====== RECORDS FOR THE EXERCISE

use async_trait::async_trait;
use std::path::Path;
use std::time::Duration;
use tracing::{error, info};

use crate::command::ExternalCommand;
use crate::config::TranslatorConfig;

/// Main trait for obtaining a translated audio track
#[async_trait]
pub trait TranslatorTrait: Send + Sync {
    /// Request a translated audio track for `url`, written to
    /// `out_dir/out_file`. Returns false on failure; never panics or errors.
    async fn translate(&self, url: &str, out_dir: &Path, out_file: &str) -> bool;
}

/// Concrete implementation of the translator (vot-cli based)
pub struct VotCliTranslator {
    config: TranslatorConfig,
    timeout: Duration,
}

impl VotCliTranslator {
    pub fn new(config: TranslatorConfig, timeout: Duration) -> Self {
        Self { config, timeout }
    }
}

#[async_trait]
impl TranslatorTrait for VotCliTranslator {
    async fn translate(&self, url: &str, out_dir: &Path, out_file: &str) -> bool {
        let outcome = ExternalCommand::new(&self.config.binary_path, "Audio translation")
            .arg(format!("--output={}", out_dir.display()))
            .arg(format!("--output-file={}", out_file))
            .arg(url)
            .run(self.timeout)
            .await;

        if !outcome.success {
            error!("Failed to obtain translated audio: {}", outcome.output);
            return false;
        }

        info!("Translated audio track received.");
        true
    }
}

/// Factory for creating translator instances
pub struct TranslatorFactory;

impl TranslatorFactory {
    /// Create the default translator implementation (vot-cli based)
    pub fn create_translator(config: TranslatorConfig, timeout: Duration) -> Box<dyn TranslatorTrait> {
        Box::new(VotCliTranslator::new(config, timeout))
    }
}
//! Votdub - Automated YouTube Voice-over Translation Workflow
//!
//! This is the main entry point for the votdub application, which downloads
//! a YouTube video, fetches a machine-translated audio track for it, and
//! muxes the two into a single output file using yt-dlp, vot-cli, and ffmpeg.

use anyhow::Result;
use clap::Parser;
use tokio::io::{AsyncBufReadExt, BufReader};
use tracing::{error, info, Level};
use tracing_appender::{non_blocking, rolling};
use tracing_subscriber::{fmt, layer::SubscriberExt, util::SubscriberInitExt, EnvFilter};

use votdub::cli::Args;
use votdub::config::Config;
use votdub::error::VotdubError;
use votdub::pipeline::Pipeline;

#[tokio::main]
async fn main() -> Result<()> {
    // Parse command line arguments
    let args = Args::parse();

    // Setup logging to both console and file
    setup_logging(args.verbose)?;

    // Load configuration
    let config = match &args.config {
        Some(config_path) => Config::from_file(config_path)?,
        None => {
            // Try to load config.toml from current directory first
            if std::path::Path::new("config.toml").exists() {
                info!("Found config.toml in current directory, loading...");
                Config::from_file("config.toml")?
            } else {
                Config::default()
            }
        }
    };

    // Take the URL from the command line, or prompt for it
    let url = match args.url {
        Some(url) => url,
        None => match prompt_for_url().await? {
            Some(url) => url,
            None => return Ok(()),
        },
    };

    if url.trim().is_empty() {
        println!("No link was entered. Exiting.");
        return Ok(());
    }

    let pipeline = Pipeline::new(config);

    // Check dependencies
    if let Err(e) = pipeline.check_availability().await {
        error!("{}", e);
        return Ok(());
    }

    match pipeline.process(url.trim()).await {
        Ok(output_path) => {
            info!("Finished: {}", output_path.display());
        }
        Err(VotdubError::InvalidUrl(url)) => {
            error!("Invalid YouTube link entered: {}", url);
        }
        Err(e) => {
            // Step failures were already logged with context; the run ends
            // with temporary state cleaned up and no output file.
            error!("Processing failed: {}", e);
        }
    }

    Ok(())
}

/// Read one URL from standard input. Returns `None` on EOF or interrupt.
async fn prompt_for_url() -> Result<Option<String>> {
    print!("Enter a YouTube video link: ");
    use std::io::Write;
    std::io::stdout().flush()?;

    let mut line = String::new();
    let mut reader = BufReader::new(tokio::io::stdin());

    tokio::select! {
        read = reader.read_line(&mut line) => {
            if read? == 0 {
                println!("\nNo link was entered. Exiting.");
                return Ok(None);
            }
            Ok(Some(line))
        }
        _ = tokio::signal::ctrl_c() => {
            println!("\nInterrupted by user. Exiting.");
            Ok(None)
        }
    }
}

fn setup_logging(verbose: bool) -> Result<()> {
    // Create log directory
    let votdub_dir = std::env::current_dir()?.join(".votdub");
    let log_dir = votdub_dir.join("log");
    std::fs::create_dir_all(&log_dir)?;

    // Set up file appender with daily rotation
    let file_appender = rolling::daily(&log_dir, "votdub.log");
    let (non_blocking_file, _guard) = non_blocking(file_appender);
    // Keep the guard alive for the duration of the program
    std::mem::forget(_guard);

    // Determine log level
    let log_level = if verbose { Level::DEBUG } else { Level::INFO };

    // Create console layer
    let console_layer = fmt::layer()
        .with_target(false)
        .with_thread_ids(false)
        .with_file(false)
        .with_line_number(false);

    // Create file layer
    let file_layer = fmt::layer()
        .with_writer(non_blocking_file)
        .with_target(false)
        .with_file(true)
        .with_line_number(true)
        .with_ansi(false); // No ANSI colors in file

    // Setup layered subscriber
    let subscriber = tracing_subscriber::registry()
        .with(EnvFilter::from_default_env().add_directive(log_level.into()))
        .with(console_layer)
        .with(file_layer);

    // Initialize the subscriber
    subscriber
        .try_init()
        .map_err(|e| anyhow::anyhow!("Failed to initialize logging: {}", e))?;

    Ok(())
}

============

The lines above, starting at the one with "use std::time::Duration;" and ending at the one with "Request a translated", are the only ones to return, exactly as written.

use std::time::Duration;
use tracing::{error, info};

use crate::command::ExternalCommand;
use crate::config::TranslatorConfig;

/// Main trait for obtaining a translated audio track
#[async_trait]
pub trait TranslatorTrait: Send + Sync {
    /// Request a translated audio track for `url`, written to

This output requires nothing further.